Project

Plant community effects on plant-soil feedbacks

Understanding how the interactions between individual plants and communities of soil organisms depend on the diversity and composition of plant communities.

Background

Plant species vary in their root traits and, consequently, develop different interactions with plant-associated soil biota such as microbial pathogens, root-feeding nematodes and mycorrhizal fungi. As such, plant species accumulate species-specific communities living in the direct vicinity of their roots – an area called the rhizosphere. Depending on their composition, rhizosphere communities positively or negatively affect the performance of the host plant, but also the performance of plant individuals subsequently establishing in the same soil. This mechanism, called plant-soil feedback, is a key driver of plant community dynamics and natural succession.

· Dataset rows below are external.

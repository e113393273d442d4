use crate::config::Config;
use crate::error::WordSourceError;
use rand::{seq::SliceRandom, Rng};
use serde::Deserialize;
use std::time::Duration;
use tracing::{info, warn};

pub const DEFAULT_WORD_API_URL: &str = "https://api.datamuse.com/words?ml=game&max=100";

/// Words used whenever the remote pool is unavailable
pub const FALLBACK_WORDS: [&str; 5] = ["default", "fallback", "words", "typing", "example"];

/// A non-empty set of candidate words. Replaced as a whole, never edited.
///
/// Duplicates from the remote source are kept, so a word listed twice is drawn twice as often.
#[derive(Debug, Clone, PartialEq, Eq)]
pub struct WordPool {
    words: Vec<String>,
}

impl WordPool {
    /// Returns `None` for an empty list; a pool always has something to draw.
    pub fn new(words: Vec<String>) -> Option<Self> {
        if words.is_empty() {
            None
        } else {
            Some(Self { words })
        }
    }

    pub fn fallback() -> Self {
        Self {
            words: FALLBACK_WORDS.iter().map(|w| w.to_string()).collect(),
        }
    }

    pub fn words(&self) -> &[String] {
        &self.words
    }

    pub fn len(&self) -> usize {
        self.words.len()
    }

    pub fn is_empty(&self) -> bool {
        self.words.is_empty()
    }

    pub fn contains(&self, word: &str) -> bool {
        self.words.iter().any(|w| w == word)
    }

    pub fn is_fallback(&self) -> bool {
        self.words.iter().map(String::as_str).eq(FALLBACK_WORDS)
    }
}

/// Uniform, memoryless draw. The same word can come up twice in a row.
pub fn next_word<R: Rng + ?Sized>(pool: &WordPool, rng: &mut R) -> String {
    pool.words
        .choose(rng)
        .cloned()
        .unwrap_or_else(|| FALLBACK_WORDS[0].to_string())
}

#[derive(Debug, Deserialize)]
struct WordRecord {
    word: String,
}

/// Decode a `[{"word": "..."}, ...]` body, dropping blank words.
pub fn parse_word_records(body: &[u8]) -> Result<Vec<String>, WordSourceError> {
    let records: Vec<WordRecord> = serde_json::from_slice(body)?;
    let words: Vec<String> = records
        .into_iter()
        .map(|r| r.word)
        .filter(|w| !w.trim().is_empty())
        .collect();

    if words.is_empty() {
        return Err(WordSourceError::Empty);
    }
    Ok(words)
}

/// Where remote words come from
pub trait WordFetcher: Send + Sync + 'static {
    fn fetch(&self) -> Result<Vec<String>, WordSourceError>;
}

/// Single blocking GET against a datamuse-style endpoint
#[derive(Debug, Clone)]
pub struct HttpWordFetcher {
    client: reqwest::blocking::Client,
    url: String,
}

impl HttpWordFetcher {
    pub fn new(url: impl Into<String>, timeout: Duration) -> Result<Self, WordSourceError> {
        let client = reqwest::blocking::Client::builder()
            .timeout(timeout)
            .build()?;
        Ok(Self {
            client,
            url: url.into(),
        })
    }
}

impl WordFetcher for HttpWordFetcher {
    fn fetch(&self) -> Result<Vec<String>, WordSourceError> {
        let response = self.client.get(&self.url).send()?;
        let status = response.status();
        if !status.is_success() {
            return Err(WordSourceError::Status(status.as_u16()));
        }
        let body = response.bytes()?;
        parse_word_records(&body)
    }
}

/// Supplies word pools, substituting the fallback list whenever fetching fails
pub struct WordSource {
    fetcher: Option<Box<dyn WordFetcher>>,
}

impl WordSource {
    pub fn new<F: WordFetcher>(fetcher: F) -> Self {
        Self {
            fetcher: Some(Box::new(fetcher)),
        }
    }

    /// A source that never touches the network
    pub fn offline() -> Self {
        Self { fetcher: None }
    }

    pub fn from_config(config: &Config) -> Self {
        if config.offline {
            return Self::offline();
        }
        let timeout = Duration::from_secs(config.fetch_timeout_secs);
        match HttpWordFetcher::new(config.word_api_url.clone(), timeout) {
            Ok(fetcher) => Self::new(fetcher),
            Err(err) => {
                warn!(error = %err, "could not build http client, staying offline");
                Self::offline()
            }
        }
    }

    pub fn is_offline(&self) -> bool {
        self.fetcher.is_none()
    }

    /// One fetch attempt; never fails.
    pub fn refresh_pool(&self) -> WordPool {
        let Some(fetcher) = &self.fetcher else {
            return WordPool::fallback();
        };

        match fetcher.fetch() {
            Ok(words) => match WordPool::new(words) {
                Some(pool) => {
                    info!(count = pool.len(), "fetched word pool");
                    pool
                }
                None => {
                    warn!("fetcher returned no words, using fallback pool");
                    WordPool::fallback()
                }
            },
            Err(err) => {
                warn!(error = %err, "using fallback word pool");
                WordPool::fallback()
            }
        }
    }
}

impl std::fmt::Debug for WordSource {
    fn fmt(&self, f: &mut std::fmt::Formatter<'_>) -> std::fmt::Result {
        f.debug_struct("WordSource")
            .field("offline", &self.is_offline())
            .finish()
    }
}

#[cfg(test)]
mod tests {
    use super::*;
    use rand::{rngs::StdRng, SeedableRng};

    struct FailingFetcher;

    impl WordFetcher for FailingFetcher {
        fn fetch(&self) -> Result<Vec<String>, WordSourceError> {
            Err(WordSourceError::Status(500))
        }
    }

    struct StaticFetcher(Vec<&'static str>);

    impl WordFetcher for StaticFetcher {
        fn fetch(&self) -> Result<Vec<String>, WordSourceError> {
            Ok(self.0.iter().map(|w| w.to_string()).collect())
        }
    }

    #[test]
    fn failing_fetch_yields_fallback_pool() {
        let source = WordSource::new(FailingFetcher);
        let pool = source.refresh_pool();

        assert_eq!(pool.words(), FALLBACK_WORDS);
        assert!(pool.is_fallback());
    }

    #[test]
    fn fallback_draws_stay_in_fallback_list() {
        let pool = WordSource::new(FailingFetcher).refresh_pool();
        let mut rng = StdRng::seed_from_u64(7);

        for _ in 0..200 {
            let word = next_word(&pool, &mut rng);
            assert!(FALLBACK_WORDS.contains(&word.as_str()), "unexpected {word}");
        }
    }

    #[test]
    fn successful_fetch_replaces_pool() {
        let source = WordSource::new(StaticFetcher(vec!["arcade", "quest"]));
        let pool = source.refresh_pool();

        assert_eq!(pool.words(), ["arcade", "quest"]);
        assert!(!pool.is_fallback());
    }

    #[test]
    fn empty_fetch_falls_back() {
        let source = WordSource::new(StaticFetcher(vec![]));
        assert!(source.refresh_pool().is_fallback());
    }

    #[test]
    fn offline_source_uses_fallback() {
        let source = WordSource::offline();
        assert!(source.is_offline());
        assert!(source.refresh_pool().is_fallback());
    }

    #[test]
    fn empty_pool_is_rejected() {
        assert!(WordPool::new(vec![]).is_none());
        assert!(WordPool::new(vec!["x".into()]).is_some());
    }

    #[test]
    fn draws_can_repeat() {
        let pool = WordPool::new(vec!["only".into()]).unwrap();
        let mut rng = StdRng::seed_from_u64(1);
        assert_eq!(next_word(&pool, &mut rng), "only");
        assert_eq!(next_word(&pool, &mut rng), "only");
    }

    #[test]
    fn every_word_is_eventually_drawn() {
        let pool = WordPool::new(vec!["a".into(), "b".into(), "c".into()]).unwrap();
        let mut rng = StdRng::seed_from_u64(42);
        let mut seen = std::collections::HashSet::new();
        for _ in 0..100 {
            seen.insert(next_word(&pool, &mut rng));
        }
        assert_eq!(seen.len(), 3);
    }

    #[test]
    fn parse_datamuse_body() {
        let body = br#"[{"word":"play","score":1200},{"word":"match","score":900,"tags":["n"]}]"#;
        let words = parse_word_records(body).unwrap();
        assert_eq!(words, vec!["play", "match"]);
    }

    #[test]
    fn parse_drops_blank_words() {
        let body = br#"[{"word":"  "},{"word":"score"}]"#;
        assert_eq!(parse_word_records(body).unwrap(), vec!["score"]);
    }

    #[test]
    fn parse_rejects_wrong_shape() {
        assert!(matches!(
            parse_word_records(br#"{"word":"x"}"#),
            Err(WordSourceError::Malformed(_))
        ));
        assert!(matches!(
            parse_word_records(br#"[{"text":"x"}]"#),
            Err(WordSourceError::Malformed(_))
        ));
        assert!(matches!(
            parse_word_records(b"not json"),
            Err(WordSourceError::Malformed(_))
        ));
    }

    #[test]
    fn parse_rejects_empty_array() {
        assert!(matches!(
            parse_word_records(b"[]"),
            Err(WordSourceError::Empty)
        ));
    }

    #[test]
    fn offline_config_builds_offline_source() {
        let config = Config {
            offline: true,
            ..Config::default()
        };
        assert!(WordSource::from_config(&config).is_offline());
    }
}
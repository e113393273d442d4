use crate::app_dirs::AppDirs;
use crate::error::StorageError;
use rusqlite::{params, Connection, OptionalExtension};
use std::collections::HashMap;
use std::path::{Path, PathBuf};

/// Minimal string key/value store, the shape of browser local storage
pub trait KeyValueStore {
    fn get(&self, key: &str) -> Result<Option<String>, StorageError>;
    /// Replace the whole value stored under `key`
    fn set(&mut self, key: &str, value: &str) -> Result<(), StorageError>;
}

/// Key/value table in a SQLite file
#[derive(Debug)]
pub struct SqliteStore {
    conn: Connection,
}

impl SqliteStore {
    /// Open (creating if needed) the database at the default state location
    pub fn new() -> Result<Self, StorageError> {
        let path = AppDirs::storage_path().unwrap_or_else(|| PathBuf::from("typerush_storage.db"));
        Self::open(path)
    }

    pub fn open<P: AsRef<Path>>(path: P) -> Result<Self, StorageError> {
        if let Some(parent) = path.as_ref().parent() {
            std::fs::create_dir_all(parent)?;
        }
        let conn = Connection::open(path)?;
        Self::with_connection(conn)
    }

    pub fn open_in_memory() -> Result<Self, StorageError> {
        Self::with_connection(Connection::open_in_memory()?)
    }

    fn with_connection(conn: Connection) -> Result<Self, StorageError> {
        conn.execute(
            r#"
            CREATE TABLE IF NOT EXISTS local_storage (
                key TEXT PRIMARY KEY,
                value TEXT NOT NULL,
                updated_at DATETIME DEFAULT CURRENT_TIMESTAMP
            )
            "#,
            [],
        )?;
        Ok(Self { conn })
    }
}

impl KeyValueStore for SqliteStore {
    fn get(&self, key: &str) -> Result<Option<String>, StorageError> {
        let value = self
            .conn
            .query_row(
                "SELECT value FROM local_storage WHERE key = ?1",
                [key],
                |row| row.get::<_, String>(0),
            )
            .optional()?;
        Ok(value)
    }

    fn set(&mut self, key: &str, value: &str) -> Result<(), StorageError> {
        self.conn.execute(
            r#"
            INSERT INTO local_storage (key, value) VALUES (?1, ?2)
            ON CONFLICT(key) DO UPDATE SET value = excluded.value, updated_at = CURRENT_TIMESTAMP
            "#,
            params![key, value],
        )?;
        Ok(())
    }
}

/// In-process store; nothing survives the process
#[derive(Debug, Default, Clone)]
pub struct MemoryStore {
    values: HashMap<String, String>,
}

impl MemoryStore {
    pub fn new() -> Self {
        Self::default()
    }
}

impl KeyValueStore for MemoryStore {
    fn get(&self, key: &str) -> Result<Option<String>, StorageError> {
        Ok(self.values.get(key).cloned())
    }

    fn set(&mut self, key: &str, value: &str) -> Result<(), StorageError> {
        self.values.insert(key.to_string(), value.to_string());
        Ok(())
    }
}

impl<S: KeyValueStore + ?Sized> KeyValueStore for Box<S> {
    fn get(&self, key: &str) -> Result<Option<String>, StorageError> {
        (**self).get(key)
    }

    fn set(&mut self, key: &str, value: &str) -> Result<(), StorageError> {
        (**self).set(key, value)
    }
}
use rand::{rngs::StdRng, SeedableRng};
use tracing::{debug, info, warn};

use crate::clock::{ClockId, Scheduler, SessionClock};
use crate::config::{Config, DEFAULT_SESSION_SECS};
use crate::records::{RecordEntry, RecordLog, RecordStore};
use crate::storage::KeyValueStore;
use crate::word_source::{next_word, WordPool};

#[derive(Debug, Clone)]
pub struct SessionConfig {
    pub session_secs: u32,
}

impl Default for SessionConfig {
    fn default() -> Self {
        Self {
            session_secs: DEFAULT_SESSION_SECS,
        }
    }
}

impl From<&Config> for SessionConfig {
    fn from(cfg: &Config) -> Self {
        Self {
            session_secs: cfg.session_secs,
        }
    }
}

#[derive(Debug, Clone, Copy, PartialEq, Eq, strum_macros::Display)]
pub enum Phase {
    Idle,
    Active,
    Ended,
}

/// Changes the presentation layer needs to hear about
#[derive(Debug, Clone, PartialEq, Eq)]
pub enum GameEvent {
    WordChanged(String),
    ScoreChanged(u32),
    TimeChanged(u32),
    InputChanged(String),
    GameEnded { score: u32 },
    RecordsChanged(RecordLog),
}

/// Everything that changes during play. Only `GameSession` mutates it.
#[derive(Debug, Clone, PartialEq, Eq)]
pub struct GameState {
    current_word: Option<String>,
    score: u32,
    time_remaining: u32,
    phase: Phase,
    input: String,
}

impl GameState {
    fn idle(session_secs: u32) -> Self {
        Self {
            current_word: None,
            score: 0,
            time_remaining: session_secs,
            phase: Phase::Idle,
            input: String::new(),
        }
    }

    /// `None` until a word pool has arrived
    pub fn current_word(&self) -> Option<&str> {
        self.current_word.as_deref()
    }

    pub fn score(&self) -> u32 {
        self.score
    }

    pub fn time_remaining(&self) -> u32 {
        self.time_remaining
    }

    pub fn phase(&self) -> Phase {
        self.phase
    }

    pub fn input(&self) -> &str {
        &self.input
    }
}

/// The game's state machine: Idle -> Active -> Ended -> Active -> ...
#[derive(Debug)]
pub struct GameSession<S: Scheduler, K: KeyValueStore> {
    config: SessionConfig,
    state: GameState,
    pool: Option<WordPool>,
    clock: SessionClock<S>,
    records: RecordStore<K>,
    rng: StdRng,
    events: Vec<GameEvent>,
}

impl<S: Scheduler, K: KeyValueStore> GameSession<S, K> {
    pub fn new(config: SessionConfig, clock: SessionClock<S>, records: RecordStore<K>) -> Self {
        Self {
            state: GameState::idle(config.session_secs),
            config,
            pool: None,
            clock,
            records,
            rng: StdRng::from_entropy(),
            events: Vec::new(),
        }
    }

    /// Deterministic word draws, for tests and replays
    pub fn with_rng(mut self, rng: StdRng) -> Self {
        self.rng = rng;
        self
    }

    pub fn state(&self) -> &GameState {
        &self.state
    }

    pub fn phase(&self) -> Phase {
        self.state.phase
    }

    pub fn score(&self) -> u32 {
        self.state.score
    }

    pub fn time_remaining(&self) -> u32 {
        self.state.time_remaining
    }

    pub fn current_word(&self) -> Option<&str> {
        self.state.current_word()
    }

    pub fn input(&self) -> &str {
        &self.state.input
    }

    pub fn clock(&self) -> &SessionClock<S> {
        &self.clock
    }

    /// Drain the events produced since the last call
    pub fn take_events(&mut self) -> Vec<GameEvent> {
        std::mem::take(&mut self.events)
    }

    /// Stored history, for the startup screen
    pub fn load_history(&self) -> RecordLog {
        self.records.load_all()
    }

    pub fn has_pool(&self) -> bool {
        self.pool.is_some()
    }

    /// True when there is no pool yet, or only the fallback list
    pub fn needs_pool(&self) -> bool {
        self.pool.as_ref().map_or(true, WordPool::is_fallback)
    }

    /// Begin a session from Idle or Ended. Returns false (and changes nothing) while Active.
    pub fn start(&mut self) -> bool {
        if self.state.phase == Phase::Active {
            return false;
        }

        self.state.score = 0;
        self.state.time_remaining = self.config.session_secs;
        self.state.input.clear();
        self.state.current_word = self.pool.as_ref().map(|pool| next_word(pool, &mut self.rng));
        self.clock.start();
        self.state.phase = Phase::Active;

        info!(
            secs = self.config.session_secs,
            has_word = self.state.current_word.is_some(),
            "session started"
        );

        self.events.push(GameEvent::ScoreChanged(0));
        self.events
            .push(GameEvent::TimeChanged(self.state.time_remaining));
        self.events.push(GameEvent::InputChanged(String::new()));
        if let Some(word) = &self.state.current_word {
            self.events.push(GameEvent::WordChanged(word.clone()));
        }
        true
    }

    /// Feed the full contents of the input field. Returns true on an exact match.
    ///
    /// Ignored unless Active with a word in play. A non-matching text just becomes
    /// the input buffer.
    pub fn submit_input(&mut self, text: &str) -> bool {
        if self.state.phase != Phase::Active {
            return false;
        }
        let Some(word) = self.state.current_word.as_deref() else {
            return false;
        };

        if text == word {
            self.state.score += 1;
            self.state.input.clear();
            let next = self
                .pool
                .as_ref()
                .map(|pool| next_word(pool, &mut self.rng));
            if let Some(next) = next {
                self.state.current_word = Some(next);
            }

            self.events.push(GameEvent::ScoreChanged(self.state.score));
            self.events.push(GameEvent::InputChanged(String::new()));
            if let Some(word) = &self.state.current_word {
                self.events.push(GameEvent::WordChanged(word.clone()));
            }
            true
        } else {
            if self.state.input != text {
                self.state.input = text.to_string();
                self.events.push(GameEvent::InputChanged(self.state.input.clone()));
            }
            false
        }
    }

    /// One second passes. The session ends on the tick that brings time to zero.
    pub fn tick(&mut self) {
        if self.state.phase != Phase::Active {
            return;
        }

        if self.state.time_remaining > 0 {
            self.state.time_remaining -= 1;
            self.events
                .push(GameEvent::TimeChanged(self.state.time_remaining));
        }

        if self.state.time_remaining == 0 {
            self.end();
        }
    }

    /// Tick only if it comes from the live clock. Returns whether it was applied.
    pub fn on_clock_tick(&mut self, id: ClockId) -> bool {
        if !self.clock.is_current(id) {
            debug!(clock = id.get(), "dropping stale tick");
            return false;
        }
        self.tick();
        true
    }

    /// Swap in a new pool. The word already in play stays.
    pub fn install_pool(&mut self, pool: WordPool) {
        debug!(words = pool.len(), fallback = pool.is_fallback(), "installing word pool");
        self.pool = Some(pool);

        if self.state.phase == Phase::Active && self.state.current_word.is_none() {
            let word = self
                .pool
                .as_ref()
                .map(|pool| next_word(pool, &mut self.rng));
            if let Some(word) = word {
                self.events.push(GameEvent::WordChanged(word.clone()));
                self.state.current_word = Some(word);
            }
        }
    }

    fn end(&mut self) {
        self.clock.cancel();
        self.state.phase = Phase::Ended;
        let score = self.state.score;

        let entry = RecordEntry::now(score);
        if let Err(err) = self.records.append(&entry) {
            warn!(error = %err, "could not save record");
        }
        let history = self.records.load_all();

        info!(score, records = history.len(), "session ended");

        self.events.push(GameEvent::GameEnded { score });
        self.events.push(GameEvent::RecordsChanged(history));
    }
}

However, while such feedback interactions between sequentially establishing plant individuals are well known, it is still unclear how surrounding plant communities affect the development of rhizosphere communities of individual plants and subsequent feedback effects in these soils.

Project description

In this project, funded by a Postdoc grant of the Wageningen Graduate Schools, I will set up greenhouse experiments and field surveys and use molecular analyses to examine how:

  1. The diversity and composition of the surrounding plant communities affect the development of microbial and nematode communities in the rhizospheres of single plants.
  2. How these changes in rhizosphere communities affect the performance of individuals of the same and different plant species establishing in these soils.

Together, these results will improve our understanding of the role of plant-soil feedbacks as drivers of plant community composition.